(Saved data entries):
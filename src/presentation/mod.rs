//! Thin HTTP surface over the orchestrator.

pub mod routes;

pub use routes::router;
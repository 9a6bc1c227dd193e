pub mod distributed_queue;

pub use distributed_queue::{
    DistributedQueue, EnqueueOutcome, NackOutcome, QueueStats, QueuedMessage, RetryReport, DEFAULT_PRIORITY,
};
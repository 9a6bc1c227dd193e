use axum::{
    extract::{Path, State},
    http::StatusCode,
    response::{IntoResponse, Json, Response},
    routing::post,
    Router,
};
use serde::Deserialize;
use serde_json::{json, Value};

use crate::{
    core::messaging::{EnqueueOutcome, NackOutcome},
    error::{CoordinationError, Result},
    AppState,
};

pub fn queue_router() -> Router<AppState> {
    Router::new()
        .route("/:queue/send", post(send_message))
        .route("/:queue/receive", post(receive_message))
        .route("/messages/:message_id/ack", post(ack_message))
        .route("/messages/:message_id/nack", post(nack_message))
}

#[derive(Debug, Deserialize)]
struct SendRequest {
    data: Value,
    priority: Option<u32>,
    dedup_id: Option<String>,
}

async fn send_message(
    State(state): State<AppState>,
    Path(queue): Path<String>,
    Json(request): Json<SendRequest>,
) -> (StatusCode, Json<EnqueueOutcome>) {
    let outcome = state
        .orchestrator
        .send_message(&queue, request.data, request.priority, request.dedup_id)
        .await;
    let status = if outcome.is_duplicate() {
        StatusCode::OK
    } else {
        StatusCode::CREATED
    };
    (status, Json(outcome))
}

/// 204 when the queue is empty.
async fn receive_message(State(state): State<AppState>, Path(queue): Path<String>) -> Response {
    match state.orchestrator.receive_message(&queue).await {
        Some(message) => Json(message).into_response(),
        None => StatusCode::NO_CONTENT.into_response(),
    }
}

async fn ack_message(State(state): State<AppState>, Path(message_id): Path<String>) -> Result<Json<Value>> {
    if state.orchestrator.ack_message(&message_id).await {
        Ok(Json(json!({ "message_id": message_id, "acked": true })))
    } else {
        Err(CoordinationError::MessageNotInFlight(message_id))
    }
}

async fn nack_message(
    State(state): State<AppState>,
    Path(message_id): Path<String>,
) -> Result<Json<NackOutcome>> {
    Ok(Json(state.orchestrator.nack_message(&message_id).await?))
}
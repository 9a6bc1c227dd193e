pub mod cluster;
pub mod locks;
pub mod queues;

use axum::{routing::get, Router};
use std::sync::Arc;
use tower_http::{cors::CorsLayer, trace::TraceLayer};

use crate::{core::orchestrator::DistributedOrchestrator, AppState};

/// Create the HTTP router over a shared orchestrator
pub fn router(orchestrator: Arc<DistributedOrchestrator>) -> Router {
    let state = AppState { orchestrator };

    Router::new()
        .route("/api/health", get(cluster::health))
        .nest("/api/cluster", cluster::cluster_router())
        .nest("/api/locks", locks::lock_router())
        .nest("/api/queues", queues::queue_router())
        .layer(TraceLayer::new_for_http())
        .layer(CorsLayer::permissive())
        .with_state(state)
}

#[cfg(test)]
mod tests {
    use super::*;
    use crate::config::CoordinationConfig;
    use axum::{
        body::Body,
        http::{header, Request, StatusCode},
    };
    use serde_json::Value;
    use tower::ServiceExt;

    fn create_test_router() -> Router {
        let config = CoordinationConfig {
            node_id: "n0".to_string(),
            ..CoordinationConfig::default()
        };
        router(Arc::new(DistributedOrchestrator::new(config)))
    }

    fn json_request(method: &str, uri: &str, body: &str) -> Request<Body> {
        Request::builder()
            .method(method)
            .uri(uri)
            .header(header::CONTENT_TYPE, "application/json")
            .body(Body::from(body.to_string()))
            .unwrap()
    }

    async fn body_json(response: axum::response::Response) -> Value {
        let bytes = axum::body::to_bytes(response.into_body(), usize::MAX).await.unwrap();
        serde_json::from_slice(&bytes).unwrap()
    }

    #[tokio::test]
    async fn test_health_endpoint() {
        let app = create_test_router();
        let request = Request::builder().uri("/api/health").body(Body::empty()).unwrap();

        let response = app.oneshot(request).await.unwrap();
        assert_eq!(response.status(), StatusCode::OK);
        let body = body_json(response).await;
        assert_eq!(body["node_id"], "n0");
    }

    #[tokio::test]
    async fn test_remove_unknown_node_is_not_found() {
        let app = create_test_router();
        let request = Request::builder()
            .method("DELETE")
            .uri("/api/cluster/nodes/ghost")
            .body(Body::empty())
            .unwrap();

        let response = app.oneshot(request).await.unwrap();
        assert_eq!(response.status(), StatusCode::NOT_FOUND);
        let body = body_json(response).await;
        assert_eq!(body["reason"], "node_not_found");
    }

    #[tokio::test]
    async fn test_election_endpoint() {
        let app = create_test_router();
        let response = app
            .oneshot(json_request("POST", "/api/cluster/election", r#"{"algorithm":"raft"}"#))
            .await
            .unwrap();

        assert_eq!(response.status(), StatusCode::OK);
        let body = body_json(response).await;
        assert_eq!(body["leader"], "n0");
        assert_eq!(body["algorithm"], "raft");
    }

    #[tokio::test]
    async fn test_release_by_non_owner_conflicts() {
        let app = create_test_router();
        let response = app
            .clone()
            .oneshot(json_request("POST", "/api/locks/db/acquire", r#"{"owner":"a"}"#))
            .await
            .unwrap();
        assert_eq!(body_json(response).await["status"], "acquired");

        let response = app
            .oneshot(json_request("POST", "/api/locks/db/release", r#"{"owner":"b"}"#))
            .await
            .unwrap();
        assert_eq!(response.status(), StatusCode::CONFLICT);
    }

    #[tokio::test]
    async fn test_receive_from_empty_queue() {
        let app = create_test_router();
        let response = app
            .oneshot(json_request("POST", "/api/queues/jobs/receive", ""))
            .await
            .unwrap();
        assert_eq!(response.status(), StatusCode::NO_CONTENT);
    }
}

(Exercise): Above are the records. Identify each line that contains the word "Result".

(Exercise output):
    error::{CoordinationError, Result},
async fn ack_message(State(state): State<AppState>, Path(message_id): Path<String>) -> Result<Json<Value>> {
) -> Result<Json<NackOutcome>> {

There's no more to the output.